Al tramonto gli uomini si erano raccolti in cantina e, come al solito, avevano discusso e bevuto, bevuto e discusso.
-Fammi conoscere tua moglie…la prendo io!
-Che hai capito?!?! Per raccogliere i capperi!!!
E giù vino e risate.
-Fedicei, ma che cavolo di nome hai?
A fine serata non avrebbero capito più nulla, né dei loro discorsi e neanche quale uscita imboccare per tornare alle loro case: qualcuno si perdeva tra l’erba dell’orto dove trovavano spazio gli alloggi per conigli e galline; qualcun altro seguiva incerto la strada che portava alle viti; altri si addormentavano in cantina, prigionieri di un’ebbrezza dionisiaca. Fedicei aveva i capelli bianchi e beveva appena un bicchierino di malvasia. Quella cantina era la sua vita, ci aveva lavorato tanto. Guardava con attenzione le botti che dovevano essere portate al molo di scalo Galera: l’acqua salata del mare le avrebbe pulite e sterilizzate. Era un lavoro che andava fatto, per ogni botte, almeno ogni cinque o sei anni e quelle che si trovavano subito a destra dell’entrata alla cantina avevano bisogno di essere pulite. Decise di andare a letto e lasciare i suoi compari ai loro bicchieri profumati di allegria.
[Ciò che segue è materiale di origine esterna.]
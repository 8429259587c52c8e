//! Database model types for Diesel ORM.

use diesel::prelude::*;

use super::schema::targets;

/// Database row for a guild's target.
///
/// Snowflakes are stored as signed 64-bit integers; store toggles as a JSON
/// object keyed by store name.
#[derive(Queryable, Selectable, Insertable, Debug, Clone, PartialEq, Eq)]
#[diesel(table_name = targets)]
#[diesel(check_for_backend(diesel::sqlite::Sqlite))]
pub struct TargetRow {
    pub guild_id: i64,
    pub enabled: bool,
    pub channel_id: Option<i64>,
    pub stores: String,
    pub last_check: i64,
    pub last_deal_id: Option<String>,
    pub ping_role_id: Option<i64>,
    pub updated_at: String,
}

/// Settings columns written by command handlers.
#[derive(AsChangeset, Debug, Clone)]
#[diesel(table_name = targets)]
#[diesel(treat_none_as_null = true)]
pub struct TargetSettingsChangeset {
    pub enabled: bool,
    pub channel_id: Option<i64>,
    pub stores: String,
    pub ping_role_id: Option<i64>,
    pub updated_at: String,
}
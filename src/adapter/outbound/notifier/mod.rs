//! Notification adapters.
//!
//! Implements the `port::Notifier` trait for chat backends.

#[cfg(feature = "discord")]
pub mod discord;
//! Infrastructure layer.
//!
//! Provides technical concerns that support the application without containing
//! business logic: configuration loading and runtime wiring.
//!
//! # Submodules
//!
//! - [`bootstrap`] - Composition root for runtime wiring
//! - [`config`] - Configuration loading and validation

pub mod bootstrap;
pub mod config;
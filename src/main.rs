use clap::Parser;

use freegames::adapter::inbound::cli::{self, command::Cli, output};

#[tokio::main]
async fn main() {
    let _ = dotenvy::dotenv();

    let cli = Cli::parse();
    if let Err(e) = cli::execute(cli).await {
        output::error(&e.to_string());
        std::process::exit(1);
    }
}
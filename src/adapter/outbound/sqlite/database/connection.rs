//! Database connection management using Diesel ORM.
//!
//! Provides connection pooling, migration support, and connection
//! configuration for SQLite databases.

use diesel::connection::SimpleConnection;
use diesel::r2d2::{ConnectionManager, CustomizeConnection, Pool};
use diesel::SqliteConnection;
use diesel_migrations::{embed_migrations, EmbeddedMigrations, MigrationHarness};
use tracing::debug;

use crate::error::{Error, Result};

/// Embedded database migrations compiled from the migrations/ directory.
pub const MIGRATIONS: EmbeddedMigrations = embed_migrations!("migrations");

/// Type alias for a SQLite connection pool.
pub type DbPool = Pool<ConnectionManager<SqliteConnection>>;

/// Applies [`PRAGMAS`] to every pooled connection.
#[derive(Debug, Clone, Copy)]
struct SqlitePragmas;

impl CustomizeConnection<SqliteConnection, diesel::r2d2::Error> for SqlitePragmas {
    fn on_acquire(
        &self,
        conn: &mut SqliteConnection,
    ) -> std::result::Result<(), diesel::r2d2::Error> {
        conn.batch_execute(PRAGMAS).map_err(diesel::r2d2::Error::QueryError)
    }
}

/// Create a connection pool for the given database URL.
///
/// # Errors
/// Returns an error if the pool cannot be created.
pub fn create_pool(database_url: &str) -> Result<DbPool> {
    let manager = ConnectionManager::<SqliteConnection>::new(database_url);
    Pool::builder()
        .max_size(4)
        .connection_customizer(Box::new(SqlitePragmas))
        .build(manager)
        .map_err(|e| Error::Connection(e.to_string()))
}

/// Run all pending database migrations.
///
/// # Errors
/// Returns an error if migrations fail.
pub fn run_migrations(pool: &DbPool) -> Result<()> {
    let mut conn = pool.get().map_err(|e| Error::Connection(e.to_string()))?;
    let applied = conn
        .run_pending_migrations(MIGRATIONS)
        .map_err(|e| Error::Database(e.to_string()))?;
    debug!(count = applied.len(), "Applied pending migrations");
    Ok(())
}

/// Open a pool on `database_url` and bring its schema up to date.
///
/// # Errors
/// Returns an error if the pool cannot be created or migrations fail.
pub fn open(database_url: &str) -> Result<DbPool> {
    let pool = create_pool(database_url)?;
    run_migrations(&pool)?;
    Ok(pool)
}

/// Connection pragmas.
///
/// The poller and the command handlers may write concurrently, so writers
/// wait on a busy database instead of failing straight away.
const PRAGMAS: &str = "PRAGMA busy_timeout = 5000; PRAGMA foreign_keys = ON;";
Avrebbe aspettato il giorno dopo per parlare delle botti.
Fedicei era arrivato a Salina perché qualcuno aveva raccontato a suo padre che su quell’isola si stava bene. Avrebbe trovato terreni fertili e aria buona e non avrebbe conosciuto più la miseria se solo avesse lavorato sodo. Si decise quindi a partire da Barcellona Pozzo di Gotto alla volta di quell’isola felice.
-Fedicei, dove sei?
Il suo nome sembrava una specie di riassunto di quello che era la sua vita: una spinta continua verso la felicità che si trovava sempre in posti diversi da dov’era lui. I genitori avevano deciso di chiamarlo Felice, come il nonno paterno. Ma proprio quando stava per nascere, arrivò la notizia che un fratello di suo padre era morto al fronte. Si chiamava Cielo per un vezzo un po’ particolare del nonno che andava in giro per le strade del paese a recitare:
S’i fosse fuoco, arderei ‘l mondo; s’i fosse vento, lo tempestarei; s’i fosse acqua, i’ l’annegherei; s’i fosse Dio, mandereil’ en profondo; s’i fosse papa, allor serei giocondo, ché tutti cristiani imbrigarei; s’i fosse ‘mperator, ben lo farei; a tutti tagliarei lo capo a tondo. S’i fossi…..
-Ma che racconti?- gli gridava dietro la gente.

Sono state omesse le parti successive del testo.